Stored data

use std::f64::consts::PI;
use std::io::{self, Read};
use std::thread;
use std::time::{Duration, Instant};

/// Bytes per mono s16le sample
pub const BYTES_PER_SAMPLE: usize = 2;

/// A blocking byte stream of mono, 16-bit signed little-endian PCM.
///
/// `read` behaves like [`std::io::Read::read`]: it may return fewer bytes than
/// requested, and `Ok(0)` means the stream has ended. Dropping the source
/// releases whatever device it holds.
pub trait AudioSource: Send {
    fn read(&mut self, buf: &mut [u8]) -> io::Result<usize>;

    /// Human-readable description for logging
    fn describe(&self) -> String;
}

impl<S: AudioSource + ?Sized> AudioSource for Box<S> {
    fn read(&mut self, buf: &mut [u8]) -> io::Result<usize> {
        (**self).read(buf)
    }

    fn describe(&self) -> String {
        (**self).describe()
    }
}

/// Raw PCM from any reader: stdin, a file, a pipe from `parec`.
pub struct ReaderSource<R> {
    reader: R,
    name: String,
}

impl<R: Read + Send> ReaderSource<R> {
    pub fn new(reader: R, name: impl Into<String>) -> Self {
        Self {
            reader,
            name: name.into(),
        }
    }
}

impl<R: Read + Send> AudioSource for ReaderSource<R> {
    fn read(&mut self, buf: &mut [u8]) -> io::Result<usize> {
        self.reader.read(buf)
    }

    fn describe(&self) -> String {
        self.name.clone()
    }
}

/// Synthetic sine tone, for running the pipeline without a capture device.
pub struct ToneSource {
    frequency: f64,
    sample_rate: u32,
    amplitude: f64,
    sample_index: u64,
    remaining: Option<u64>,
    realtime: bool,
    started: Instant,
    // A sample split across two reads
    pending: Option<u8>,
}

impl ToneSource {
    pub fn new(frequency: f64, sample_rate: u32) -> Self {
        Self {
            frequency,
            sample_rate,
            amplitude: 0.8,
            sample_index: 0,
            remaining: None,
            realtime: false,
            started: Instant::now(),
            pending: None,
        }
    }

    /// Peak amplitude in [0, 1]
    pub fn with_amplitude(mut self, amplitude: f64) -> Self {
        self.amplitude = amplitude.clamp(0.0, 1.0);
        self
    }

    /// End the stream after this many samples
    pub fn with_limit(mut self, samples: u64) -> Self {
        self.remaining = Some(samples);
        self
    }

    /// Pace reads to the sample rate like a live device would
    pub fn realtime(mut self, realtime: bool) -> Self {
        self.realtime = realtime;
        self
    }

    fn next_sample(&mut self) -> i16 {
        let t = self.sample_index as f64 / self.sample_rate as f64;
        self.sample_index += 1;
        let value = self.amplitude * (2.0 * PI * self.frequency * t).sin();
        (value * i16::MAX as f64).round() as i16
    }

    fn pace(&self) {
        let due = Duration::from_secs_f64(self.sample_index as f64 / self.sample_rate as f64);
        let elapsed = self.started.elapsed();
        if due > elapsed {
            thread::sleep(due - elapsed);
        }
    }
}

impl AudioSource for ToneSource {
    fn read(&mut self, buf: &mut [u8]) -> io::Result<usize> {
        let mut written = 0;

        if let Some(high) = self.pending.take() {
            if buf.is_empty() {
                self.pending = Some(high);
                return Ok(0);
            }
            buf[0] = high;
            written = 1;
        }

        while written < buf.len() {
            if let Some(remaining) = self.remaining.as_mut() {
                if *remaining == 0 {
                    break;
                }
                *remaining -= 1;
            }

            let bytes = self.next_sample().to_le_bytes();
            buf[written] = bytes[0];
            written += 1;
            if written < buf.len() {
                buf[written] = bytes[1];
                written += 1;
            } else {
                self.pending = Some(bytes[1]);
            }
        }

        if self.realtime {
            self.pace();
        }

        Ok(written)
    }

    fn describe(&self) -> String {
        format!("sine tone {:.1} Hz @ {} Hz", self.frequency, self.sample_rate)
    }
}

▶ _Problem to work on_
Word for word, copy out the records.

▶ _Solution_
use std::f64::consts::PI;
use std::io::{self, Read};
use std::thread;
use std::time::{Duration, Instant};

/// Bytes per mono s16le sample
pub const BYTES_PER_SAMPLE: usize = 2;

/// A blocking byte stream of mono, 16-bit signed little-endian PCM.
///
/// `read` behaves like [`std::io::Read::read`]: it may return fewer bytes than
/// requested, and `Ok(0)` means the stream has ended. Dropping the source
/// releases whatever device it holds.
pub trait AudioSource: Send {
    fn read(&mut self, buf: &mut [u8]) -> io::Result<usize>;

    /// Human-readable description for logging
    fn describe(&self) -> String;
}

impl<S: AudioSource + ?Sized> AudioSource for Box<S> {
    fn read(&mut self, buf: &mut [u8]) -> io::Result<usize> {
        (**self).read(buf)
    }

    fn describe(&self) -> String {
        (**self).describe()
    }
}

/// Raw PCM from any reader: stdin, a file, a pipe from `parec`.
pub struct ReaderSource<R> {
    reader: R,
    name: String,
}

impl<R: Read + Send> ReaderSource<R> {
    pub fn new(reader: R, name: impl Into<String>) -> Self {
        Self {
            reader,
            name: name.into(),
        }
    }
}

impl<R: Read + Send> AudioSource for ReaderSource<R> {
    fn read(&mut self, buf: &mut [u8]) -> io::Result<usize> {
        self.reader.read(buf)
    }

    fn describe(&self) -> String {
        self.name.clone()
    }
}

/// Synthetic sine tone, for running the pipeline without a capture device.
pub struct ToneSource {
    frequency: f64,
    sample_rate: u32,
    amplitude: f64,
    sample_index: u64,
    remaining: Option<u64>,
    realtime: bool,
    started: Instant,
    // A sample split across two reads
    pending: Option<u8>,
}

impl ToneSource {
    pub fn new(frequency: f64, sample_rate: u32) -> Self {
        Self {
            frequency,
            sample_rate,
            amplitude: 0.8,
            sample_index: 0,
            remaining: None,
            realtime: false,
            started: Instant::now(),
            pending: None,
        }
    }

    /// Peak amplitude in [0, 1]
    pub fn with_amplitude(mut self, amplitude: f64) -> Self {
        self.amplitude = amplitude.clamp(0.0, 1.0);
        self
    }

    /// End the stream after this many samples
    pub fn with_limit(mut self, samples: u64) -> Self {
        self.remaining = Some(samples);
        self
    }

    /// Pace reads to the sample rate like a live device would
    pub fn realtime(mut self, realtime: bool) -> Self {
        self.realtime = realtime;
        self
    }

    fn next_sample(&mut self) -> i16 {
        let t = self.sample_index as f64 / self.sample_rate as f64;
        self.sample_index += 1;
        let value = self.amplitude * (2.0 * PI * self.frequency * t).sin();
        (value * i16::MAX as f64).round() as i16
    }

    fn pace(&self) {
        let due = Duration::from_secs_f64(self.sample_index as f64 / self.sample_rate as f64);
        let elapsed = self.started.elapsed();
        if due > elapsed {
            thread::sleep(due - elapsed);
        }
    }
}

impl AudioSource for ToneSource {
    fn read(&mut self, buf: &mut [u8]) -> io::Result<usize> {
        let mut written = 0;

        if let Some(high) = self.pending.take() {
            if buf.is_empty() {
                self.pending = Some(high);
                return Ok(0);
            }
            buf[0] = high;
            written = 1;
        }

        while written < buf.len() {
            if let Some(remaining) = self.remaining.as_mut() {
                if *remaining == 0 {
                    break;
                }
                *remaining -= 1;
            }

            let bytes = self.next_sample().to_le_bytes();
            buf[written] = bytes[0];
            written += 1;
            if written < buf.len() {
                buf[written] = bytes[1];
                written += 1;
            } else {
                self.pending = Some(bytes[1]);
            }
        }

        if self.realtime {
            self.pace();
        }

        Ok(written)
    }

    fn describe(&self) -> String {
        format!("sine tone {:.1} Hz @ {} Hz", self.frequency, self.sample_rate)
    }
}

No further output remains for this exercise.